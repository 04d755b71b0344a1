//! Dependency-readiness probing.
//!
//! One prober per upstream service runs an availability strategy in a retry
//! loop under its own [`StartupTimer`](crate::timer::StartupTimer) and a
//! shared cancellation token. The coordinator fans the fixed service-key list
//! out to concurrent probers and joins their outcomes into one verdict.
//!
//! | Component | Description |
//! |-----------|-------------|
//! | [`strategy`] | Per-attempt availability checks (registry lookup or HTTP ping) |
//! | [`prober`] | Single-service poll loop and its terminal outcomes |
//! | [`coordinator`] | Fan-out/join across all required service keys |

pub mod coordinator;
pub mod prober;
pub mod strategy;

pub use coordinator::check_all;
pub use prober::{probe, ProbeOutcome};
pub use strategy::{
    strategy_for, AvailabilityCheck, AvailabilityOutcome, PingCheck, RegistryCheck, PING_ROUTE,
};
//! Scene builder for constructing a fully configured Bevy [`App`].
//!
//! [`SceneBuilder`] takes a validated [`SceneConfig`], spawns its rigid
//! bodies into the physics world, attaches the transmission joint, and
//! returns a ready-to-run [`SpawnedScene`].
//!
//! # Example
//!
//! ```no_run
//! use gearlink_sim::SceneBuilder;
//!
//! let scene = SceneBuilder::from_file("scene.toml")
//!     .and_then(SceneBuilder::build)
//!     .expect("scene build failed");
//! ```

use std::path::Path;

use bevy::prelude::*;
use tracing::info;

use gearlink_core::config::{SceneConfig, SimConfig};
use gearlink_core::error::GearlinkError;
use gearlink_physics::backend::HingeEngine;
use gearlink_physics::components::JointBodies;
use gearlink_physics::joint::TransmissionJoint;
use gearlink_physics::rapier::RapierWorld;

use crate::GearlinkSimPlugin;

// ---------------------------------------------------------------------------
// SpawnedScene
// ---------------------------------------------------------------------------

/// Result of building a scene: the Bevy app plus the joint entity.
pub struct SpawnedScene {
    /// The fully configured Bevy application.
    pub app: App,
    /// Entity holding the [`TransmissionJoint`] component.
    pub joint: Entity,
}

impl std::fmt::Debug for SpawnedScene {
    fn fmt(&self, f: &mut std::fmt::Formatter<'_>) -> std::fmt::Result {
        f.debug_struct("SpawnedScene")
            .field("joint", &self.joint)
            .finish_non_exhaustive()
    }
}

impl SpawnedScene {
    /// The spawned joint component, if the entity is still alive.
    pub fn joint(&self) -> Option<&TransmissionJoint> {
        self.app.world().get::<TransmissionJoint>(self.joint)
    }

    /// Mutable access to the spawned joint component.
    pub fn joint_mut(&mut self) -> Option<Mut<'_, TransmissionJoint>> {
        self.app.world_mut().get_mut::<TransmissionJoint>(self.joint)
    }

    /// Run `n` full pre/step/read-back cycles.
    pub fn step_n(&mut self, n: u32) {
        for _ in 0..n {
            self.app.update();
        }
    }
}

// ---------------------------------------------------------------------------
// SceneBuilder
// ---------------------------------------------------------------------------

/// Builds a complete simulation from a [`SceneConfig`].
///
/// Bodies are spawned before the joint attaches so that every name the
/// transmission references resolves to a live rigid body.
pub struct SceneBuilder {
    scene: SceneConfig,
}

impl SceneBuilder {
    /// Builder over an already-loaded scene configuration.
    #[must_use]
    pub const fn new(scene: SceneConfig) -> Self {
        Self { scene }
    }

    /// Parse a scene from a TOML string.
    ///
    /// # Errors
    ///
    /// Returns a configuration error if parsing or validation fails.
    pub fn from_toml(content: &str) -> Result<Self, GearlinkError> {
        Ok(Self::new(SceneConfig::from_toml(content)?))
    }

    /// Load a scene from a TOML file.
    ///
    /// # Errors
    ///
    /// Returns a configuration error if reading, parsing, or validation
    /// fails.
    pub fn from_file(path: impl AsRef<Path>) -> Result<Self, GearlinkError> {
        Ok(Self::new(SceneConfig::from_file(path)?))
    }

    /// The scene configuration this builder will realize.
    pub const fn scene(&self) -> &SceneConfig {
        &self.scene
    }

    /// Build the Bevy [`App`], spawn all bodies, and attach the joint.
    ///
    /// # Errors
    ///
    /// Returns a configuration error if the scene fails validation, or an
    /// attach error if the joint cannot bind to its bodies. On attach
    /// failure the joint is left detached and no entity is spawned.
    pub fn build(self) -> Result<SpawnedScene, GearlinkError> {
        self.scene.validate()?;

        let mut app = App::new();
        app.add_plugins(GearlinkSimPlugin);

        // The plugin installs defaults; override with the scene's settings.
        *app.world_mut().resource_mut::<SimConfig>() = self.scene.simulation.clone();
        *app.world_mut().resource_mut::<RapierWorld>() =
            RapierWorld::from_config(&self.scene.simulation);

        // Finalize plugin setup before spawning entities.
        app.finish();
        app.cleanup();

        let mut joint = TransmissionJoint::from_config(&self.scene.transmission)?;
        joint.pre_finalize();
        {
            let mut world = app.world_mut().resource_mut::<RapierWorld>();
            for body in &self.scene.bodies {
                world.spawn_body(body);
            }
            world.snapshot_initial_state();
            joint.attach(world.as_mut() as &mut dyn HingeEngine)?;
        }

        info!(
            parent = %self.scene.transmission.parent,
            end_point = %self.scene.transmission.end_point,
            gear = %joint.gear_type(),
            "transmission attached"
        );

        let bodies = JointBodies {
            parent: self.scene.transmission.parent.clone(),
            end_point: self.scene.transmission.end_point.clone(),
            start_point: self
                .scene
                .transmission
                .start_point
                .as_ref()
                .map(|sp| sp.body_name().to_owned()),
        };
        let entity = app.world_mut().spawn((joint, bodies)).id();

        Ok(SpawnedScene { app, joint: entity })
    }
}

// ---------------------------------------------------------------------------
// Tests
// ---------------------------------------------------------------------------

#[cfg(test)]
mod tests {
    use gearlink_core::config::{BodyConfig, TransmissionConfig};
    use gearlink_core::error::{ConfigError, GearlinkError};
    use gearlink_core::time::SimTime;
    use gearlink_model::gear::GearType;
    use gearlink_physics::joint::JointPhase;

    use super::*;
    use crate::CouplingStats;

    fn minimal_scene() -> SceneConfig {
        SceneConfig {
            simulation: SimConfig {
                gravity: [0.0; 3],
                ..SimConfig::default()
            },
            bodies: vec![
                BodyConfig::fixed("frame"),
                BodyConfig::dynamic("wheel").at([0.0, 0.0, 0.2]),
            ],
            transmission: TransmissionConfig::new("frame", "wheel"),
        }
    }

    #[test]
    fn build_minimal_scene() {
        let scene = SceneBuilder::new(minimal_scene()).build().unwrap();
        assert!(scene.app.world().get_resource::<CouplingStats>().is_some());
        assert!(scene.app.world().get_resource::<SimTime>().is_some());
        assert_eq!(scene.joint().unwrap().phase(), JointPhase::Attached);
    }

    #[test]
    fn build_classifies_coaxial_gear() {
        let mut config = minimal_scene();
        config.transmission.parameters2 = Some(gearlink_core::config::AxisConfig {
            anchor: [0.0, 0.0, 0.2],
            ..Default::default()
        });
        let scene = SceneBuilder::new(config).build().unwrap();
        assert_eq!(scene.joint().unwrap().gear_type(), GearType::ClassicGear);
    }

    #[test]
    fn build_spawns_joint_bodies_component() {
        let scene = SceneBuilder::new(minimal_scene()).build().unwrap();
        let bodies = scene.app.world().get::<JointBodies>(scene.joint).unwrap();
        assert_eq!(bodies.parent, "frame");
        assert_eq!(bodies.end_point, "wheel");
        assert!(bodies.start_point.is_none());
    }

    #[test]
    fn build_rejects_unknown_body() {
        let mut config = minimal_scene();
        config.transmission.end_point = "ghost".into();
        assert!(matches!(
            SceneBuilder::new(config).build().unwrap_err(),
            GearlinkError::Config(ConfigError::UnknownBody(_))
        ));
    }

    #[test]
    fn build_rejects_zero_multiplier() {
        let mut config = minimal_scene();
        config.transmission.multiplier = 0.0;
        assert!(matches!(
            SceneBuilder::new(config).build().unwrap_err(),
            GearlinkError::Config(ConfigError::InvalidMultiplier(_))
        ));
    }

    #[test]
    fn built_scene_advances_clock() {
        let mut scene = SceneBuilder::new(minimal_scene()).build().unwrap();
        scene.step_n(5);
        let time = scene.app.world().resource::<SimTime>();
        assert_eq!(time.steps(), 5);
    }

    #[test]
    fn from_toml_rejects_garbage() {
        assert!(SceneBuilder::from_toml("not toml at all [").is_err());
    }
}
//! Headless simulation smoke tests.
//!
//! Runs the full stack (core ordering, rapier3d world, transmission joint,
//! stats) from a TOML scene with no window or GPU, pure ECS.

#[cfg(test)]
mod tests {
    use std::f32::consts::{FRAC_PI_2, FRAC_PI_4};

    use bevy::prelude::Mut;
    use gearlink_core::config::SceneConfig;
    use gearlink_model::gear::GearType;
    use gearlink_physics::joint::{AxisId, JointPhase, TransmissionJoint};
    use gearlink_physics::rapier::RapierWorld;

    use crate::CouplingStats;
    use crate::builder::SceneBuilder;

    // Fixed drive wheel as the start point so the primary position is
    // commanded exactly; a light flywheel rides the secondary hinge.
    const GEARED_SCENE: &str = r#"
        [simulation]
        physics_dt = 0.001
        gravity = [0.0, 0.0, 0.0]
        max_steps = 3000

        [[bodies]]
        name = "frame"
        fixed = true

        [[bodies]]
        name = "drive"
        translation = [0.0, 0.0, 0.1]
        fixed = true

        [[bodies]]
        name = "wheel"
        translation = [0.0, 0.0, 0.2]
        mass = 0.1
        inertia = [0.01, 0.01, 0.01]

        [transmission]
        parent = "frame"
        end_point = "wheel"
        multiplier = 2.0
        coupling_stiffness = 5.0
        start_point = { body = "drive" }

        [transmission.parameters2]
        axis = [0.0, 0.0, 1.0]
        anchor = [0.0, 0.0, 0.2]
        damping_constant = 0.5
    "#;

    // -------------------------------------------------------------------
    // Full stack headless test
    // -------------------------------------------------------------------

    #[test]
    fn toml_scene_runs_and_holds_the_gear_ratio() {
        let mut scene = SceneBuilder::from_toml(GEARED_SCENE).unwrap().build().unwrap();
        let max_steps = scene.app.world().resource::<gearlink_core::config::SimConfig>().max_steps;

        {
            let joint = scene.joint().unwrap();
            assert_eq!(joint.phase(), JointPhase::Attached);
            assert_eq!(joint.gear_type(), GearType::ClassicGear);
        }

        scene
            .joint_mut()
            .unwrap()
            .set_position(FRAC_PI_4, AxisId::Axis1);
        scene.step_n(max_steps);

        let joint = scene.joint().unwrap();
        assert!((joint.position(AxisId::Axis1) - FRAC_PI_4).abs() < 1e-3);
        assert!(
            (joint.position(AxisId::Axis2) - FRAC_PI_2).abs() < 0.05,
            "axis2 settled at {} instead of {FRAC_PI_2}",
            joint.position(AxisId::Axis2)
        );

        let stats = scene.app.world().resource::<CouplingStats>();
        assert_eq!(stats.steps, u64::from(max_steps));
        assert!(stats.last_deviation.abs() < 0.05);
        assert!((stats.last_position2 - FRAC_PI_2).abs() < 0.05);
    }

    // -------------------------------------------------------------------
    // Reset semantics
    // -------------------------------------------------------------------

    #[test]
    fn reset_restores_initial_positions_and_reattach_recouples() {
        let mut scene = SceneBuilder::from_toml(GEARED_SCENE).unwrap().build().unwrap();

        scene
            .joint_mut()
            .unwrap()
            .set_position(FRAC_PI_4, AxisId::Axis1);
        scene.step_n(500);

        let entity = scene.joint;
        scene
            .app
            .world_mut()
            .resource_scope(|world, mut rapier: Mut<RapierWorld>| {
                let mut joint = world.get_mut::<TransmissionJoint>(entity).unwrap();
                joint.reset_physics(rapier.as_mut());
                rapier.reset_to_initial();
                joint.reset();
            });

        {
            let joint = scene.joint().unwrap();
            assert_eq!(joint.phase(), JointPhase::Detached);
            assert!(joint.position(AxisId::Axis1).abs() < f32::EPSILON);
            assert!(joint.position(AxisId::Axis2).abs() < f32::EPSILON);
        }

        scene
            .app
            .world_mut()
            .resource_scope(|world, mut rapier: Mut<RapierWorld>| {
                let mut joint = world.get_mut::<TransmissionJoint>(entity).unwrap();
                joint.attach(rapier.as_mut()).unwrap();
            });

        scene
            .joint_mut()
            .unwrap()
            .set_position(FRAC_PI_4, AxisId::Axis1);
        scene.step_n(3000);

        let joint = scene.joint().unwrap();
        assert_eq!(joint.gear_type(), GearType::ClassicGear);
        assert!((joint.position(AxisId::Axis2) - FRAC_PI_2).abs() < 0.05);
    }

    // -------------------------------------------------------------------
    // Save surface
    // -------------------------------------------------------------------

    #[test]
    fn save_round_trip_preserves_configured_fields() {
        let config = SceneConfig::from_toml(GEARED_SCENE).unwrap();
        let mut scene = SceneBuilder::new(config.clone()).build().unwrap();

        // Derived state (gear type, offsets, cached poses) must not leak
        // into the saved form, even after running.
        scene
            .joint_mut()
            .unwrap()
            .set_position(FRAC_PI_4, AxisId::Axis1);
        scene.step_n(200);

        let saved = scene.joint().unwrap().to_config();
        assert_eq!(saved, config.transmission);
    }
}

▬▬▬▬▬▬

Go over the records above and tally each line that includes "JointBodies". Give the total by itself.

- [ANSWER TO THE EXERCISE] 3